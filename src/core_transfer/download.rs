use log::debug;
use tokio::io::{AsyncWrite, AsyncWriteExt};
use tokio_util::sync::CancellationToken;

use crate::core_error::GatewayError;
use crate::core_transport::RemoteFile;

/// Streams `file` from `offset` to the data channel in `chunk`-sized reads,
/// strictly in offset order. Cancellation is checked between chunks, never
/// in the middle of a remote read. Returns the number of bytes sent.
pub async fn send_file<W>(
    data: &mut W,
    file: &mut dyn RemoteFile,
    offset: u64,
    chunk: usize,
    cancel: &CancellationToken,
) -> Result<u64, GatewayError>
where
    W: AsyncWrite + Unpin,
{
    let mut position = offset;
    loop {
        if cancel.is_cancelled() {
            return Err(GatewayError::Cancelled);
        }

        let buffer = file.read(position, chunk).await?;
        if buffer.is_empty() {
            break;
        }

        tokio::select! {
            _ = cancel.cancelled() => return Err(GatewayError::Cancelled),
            written = data.write_all(&buffer) => written?,
        }
        position += buffer.len() as u64;
    }

    data.shutdown().await?;
    debug!("Sent {} bytes starting at offset {}", position - offset, offset);
    Ok(position - offset)
}

/// Sends a directory listing, one line per entry.
pub async fn send_listing<W>(
    data: &mut W,
    lines: &[String],
    cancel: &CancellationToken,
) -> Result<u64, GatewayError>
where
    W: AsyncWrite + Unpin,
{
    let mut payload = String::new();
    for line in lines {
        payload.push_str(line);
        payload.push_str("\r\n");
    }

    tokio::select! {
        _ = cancel.cancelled() => return Err(GatewayError::Cancelled),
        written = data.write_all(payload.as_bytes()) => written?,
    }
    data.shutdown().await?;
    Ok(payload.len() as u64)
}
· · · · · · ·
TASK PROMPT:
Could you copy out the data in full, exactly as it is written?

SOLUTION TO THIS PROBLEM:
filename src/core_transfer/download.rs
use log::debug;
use tokio::io::{AsyncWrite, AsyncWriteExt};
use tokio_util::sync::CancellationToken;

use crate::core_error::GatewayError;
use crate::core_transport::RemoteFile;

/// Streams `file` from `offset` to the data channel in `chunk`-sized reads,
/// strictly in offset order. Cancellation is checked between chunks, never
/// in the middle of a remote read. Returns the number of bytes sent.
pub async fn send_file<W>(
    data: &mut W,
    file: &mut dyn RemoteFile,
    offset: u64,
    chunk: usize,
    cancel: &CancellationToken,
) -> Result<u64, GatewayError>
where
    W: AsyncWrite + Unpin,
{
    let mut position = offset;
    loop {
        if cancel.is_cancelled() {
            return Err(GatewayError::Cancelled);
        }

        let buffer = file.read(position, chunk).await?;
        if buffer.is_empty() {
            break;
        }

        tokio::select! {
            _ = cancel.cancelled() => return Err(GatewayError::Cancelled),
            written = data.write_all(&buffer) => written?,
        }
        position += buffer.len() as u64;
    }

    data.shutdown().await?;
    debug!("Sent {} bytes starting at offset {}", position - offset, offset);
    Ok(position - offset)
}

/// Sends a directory listing, one line per entry.
pub async fn send_listing<W>(
    data: &mut W,
    lines: &[String],
    cancel: &CancellationToken,
) -> Result<u64, GatewayError>
where
    W: AsyncWrite + Unpin,
{
    let mut payload = String::new();
    for line in lines {
        payload.push_str(line);
        payload.push_str("\r\n");
    }

    tokio::select! {
        _ = cancel.cancelled() => return Err(GatewayError::Cancelled),
        written = data.write_all(payload.as_bytes()) => written?,
    }
    data.shutdown().await?;
    Ok(payload.len() as u64)
}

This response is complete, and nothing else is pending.